ASK THE ANXIETY SISTERS

For the last few weeks, I have been waking up with panic attacks in the middle of the night. After the panic attack, I have so much trouble getting back to sleep. I am exhausted but I’m afraid to go to sleep at night. What do I do?

Many Anxiety Sisters can empathize with your plight. Nighttime panic attacks are incredibly frightening and disruptive of our sleep cycles. Of course, not getting enough sleep can easily lead to more anxiety. It can feel like a never ending cycle.

 

First, please remember we are not doctors, but we think it is important to see one about this issue. Yes, it is probably anxiety. However, it is important to rule out other medical issues such as sleep apnea, thyroid imbalances, gastrointestinal distress, and other conditions which can wake us up and mimic the symptoms of panic attacks. Some doctors suggest sleep studies and other tests to rule out a variety of causes.

 

The treatment for middle-of-the-night panic is pretty similar to the treatment of daytime panic (we prefer the term “spinning”—it’s less anxiety-provoking). Cognitive Behavior Therapy (of which there are many variations and types) is often helpful in dealing with spinning. Some people find great relief from medication as well. According to current research, a therapy/drug combo is often the most effective intervention for acute episodes of anxiety.

 

Our go-to strategy for managing spinning episodes is a three-pronged approach called TLC: (1) Talk to yourself (2) Loosen all constraints (3) Cool down. You can read more about TLC here, but the idea is to repeat a soothing word or phrase ALOUD, make sure you are not feeling constricted in any way, and do something to cool your body’s temperature (heat and anxiety often go hand in hand). This can be a cold drink, an ice pack or even a cooling shower.

 

There has been some research suggesting that how you speak to yourself before you go to bed influences your sleep experiences. This is why we encourage night anxiety sufferers to repeat a mantra like “I am at peace,” “Breathe in, breathe out,” or something equally soothing. Some people find it helpful to do a guided meditation before going to sleep. One Anxiety Brother has told us he likes to listen to the sounds of the rain forest as he falls asleep. Soft music is another idea. You can download free recordings of all types from the internet. We particularly like Jason Stephenson’s Sleep Meditation Music and this 15 minute “Calming Visualization for Sleep” by David Procyshyn, founder of DoYogaWithMe.

 

Lastly, in dealing with panic–day or night–try not to fight the anxiety. Struggling against it and trying to “make it stop” will only serve to intensify the spinning. Remember that these episodes pass in their own time and that you will be okay.

 

Also, we have a panic button on the homepage of our website which is a five-minute recording of Abs talking you down from the ledge. Feel free to press it as many times as you need. For other techniques for managing panic, please visit our website at anxietysisters.com.

 

10 thoughts on “Night Panic

    1. Thank you for being part of our community! If we stick together, we can learn to live well despite anxiety.

      Hugs,
      Abs & Mags

  1. I cannot express how grateful I am for this page and now this post in particular. I have had anxiety for many years, but just recently started experiencing these night time attacks. Aside from the obvious anxiety, I am being medically evaluated for sleep issues. Last night I woke from a dream (fairly realistic situation in the dream) in a mad panic and was able to bring myself back to normal with the advice given. I honestly didn’t know this was a thing until recently and am just so glad to have some survival tips!!

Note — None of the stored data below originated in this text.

use futures_util::future::{self, BoxFuture};
use locus_plot::data_types::{PlotState, Record};
use locus_plot::panel::LOADING_MESSAGE;
use locus_plot::{DataSource, DataSources, Plot, RemapStatus};
use serde_json::json;
use std::sync::atomic::{AtomicBool, AtomicUsize, Ordering};
use std::sync::Arc;

/// Serves one record per call and can be switched into failure.
#[derive(Default)]
struct FlakySource {
    failing: AtomicBool,
    calls: AtomicUsize,
}

impl DataSource for FlakySource {
    fn fetch(&self, _state: &PlotState, _fields: &[String]) -> BoxFuture<'static, eyre::Result<Vec<Record>>> {
        let call = self.calls.fetch_add(1, Ordering::SeqCst);
        if self.failing.load(Ordering::SeqCst) {
            return Box::pin(future::ready(Err(eyre::eyre!("server returned 500"))));
        }
        let record = json!({"assoc:call": call}).as_object().cloned().unwrap_or_default();
        Box::pin(future::ready(Ok(vec![record])))
    }
}

fn init_logging() {
    let _ = tracing_subscriber::fmt().with_test_writer().try_init();
}

fn plot_with(source: Arc<FlakySource>, layers: serde_json::Value) -> Plot {
    let mut sources = DataSources::new();
    sources.add("assoc", source).unwrap();
    Plot::new(
        "plot",
        json!({
            "state": {"start": 1, "end": 1000},
            "panels": [{"id": "p", "height": 200, "data_layers": layers}],
        }),
        sources,
    )
    .unwrap()
}

#[tokio::test]
async fn test_stale_remap_is_discarded() {
    let source = Arc::new(FlakySource::default());
    let mut plot = plot_with(
        source.clone(),
        json!([{"id": "l", "type": "points", "namespace": "assoc"}]),
    );
    let panel = plot.panel_mut("p").unwrap();

    let first = panel.begin_remap();
    assert_eq!(panel.loader(), Some(LOADING_MESSAGE));
    let second = panel.begin_remap();
    assert!(second.generation() > first.generation());

    let late = first.settle().await;
    assert_eq!(panel.complete_remap(late), RemapStatus::Stale);
    assert!(panel.data_layer("l").unwrap().data().is_empty());
    assert!(!panel.is_initialized());

    let current = second.settle().await;
    assert_eq!(panel.complete_remap(current), RemapStatus::Rendered);
    let data = panel.data_layer("l").unwrap().data();
    assert_eq!(data[0].get("assoc:call"), Some(&json!(1)));
    assert!(panel.is_initialized());
    assert!(panel.loader().is_none());
}

#[tokio::test]
async fn test_async_failure_keeps_previous_render() {
    init_logging();
    let source = Arc::new(FlakySource::default());
    let mut plot = plot_with(
        source.clone(),
        json!([{"id": "l", "type": "points", "namespace": "assoc"}]),
    );
    plot.initialize().await.unwrap();
    let before = plot.panel("p").unwrap().last_render().cloned();
    assert!(before.is_some());

    source.failing.store(true, Ordering::SeqCst);
    let status = plot.remap_panel("p").await.unwrap();
    assert_eq!(status, RemapStatus::Failed("server returned 500".into()));

    let panel = plot.panel("p").unwrap();
    assert_eq!(panel.curtain(), Some("server returned 500"));
    assert_eq!(panel.last_render().cloned(), before);
    let svg = panel.svg().unwrap();
    assert_eq!(svg.find_all_by_class("lz-curtain").len(), 1);
    // The layer keeps the records of the last good fetch.
    assert_eq!(panel.data_layer("l").unwrap().data().len(), 1);

    source.failing.store(false, Ordering::SeqCst);
    assert_eq!(plot.remap_panel("p").await.unwrap(), RemapStatus::Rendered);
    assert!(plot.panel("p").unwrap().curtain().is_none());
}

#[tokio::test]
async fn test_sync_failure_shows_curtain_and_still_renders() {
    init_logging();
    let source = Arc::new(FlakySource::default());
    let mut plot = plot_with(
        source.clone(),
        json!([
            {"id": "orphan", "type": "points"},
            {"id": "l", "type": "points", "namespace": "assoc"},
        ]),
    );
    plot.initialize().await.unwrap();

    let panel = plot.panel("p").unwrap();
    assert!(panel.curtain().unwrap().contains("p.orphan"));
    assert!(panel.is_initialized());
    assert_eq!(panel.data_layer("l").unwrap().data().len(), 1);
    assert_eq!(source.calls.load(Ordering::SeqCst), 1);
}

#[tokio::test]
async fn test_apply_state_blocks_interaction_while_loading() {
    let source = Arc::new(FlakySource::default());
    let mut plot = plot_with(
        source,
        json!([{"id": "l", "type": "points", "namespace": "assoc"}]),
    );
    let ctx = plot.context().clone();
    let seen = Arc::new(AtomicBool::new(true));
    let flag = seen.clone();
    plot.panel("p")
        .unwrap()
        .on("data_requested", move |_| {
            flag.store(ctx.can_interact(None), Ordering::SeqCst);
        })
        .unwrap();
    plot.apply_state(serde_json::Map::new()).await.unwrap();
    assert!(!seen.load(Ordering::SeqCst));
    assert!(!plot.is_loading());
    assert!(plot.can_interact(None));
}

  2. I’m 61 years old now and had my 1st panic attack at 11 years old…long before the term “panic attack” was ever coined. Long before there was an internet to explore my symptoms. Even my Dr was stumped so I just thought I was crazy and that made them even worse. My siblings and I were raised by my father, a man who loved his whiskey, women, and had a propensity for severe corporal punishment. It wasn’t until I was in my 40’s that I found my faith and have since come to terms with my upbringing and forgiven my father. My siblings and I have all succeeded beyond our expectations and I personally have found a sense of peace and serenity in the last 17 years I’d only once dreamed about but still once in a while a panic attack will sneak in. I’m not afraid of them anymore. In fact, when I feel one coming on I just roll with them and in return, they either stop or are much shorter and milder. It’s kind of like I say “go ahead and shoot me!” only to find they were just bluffing.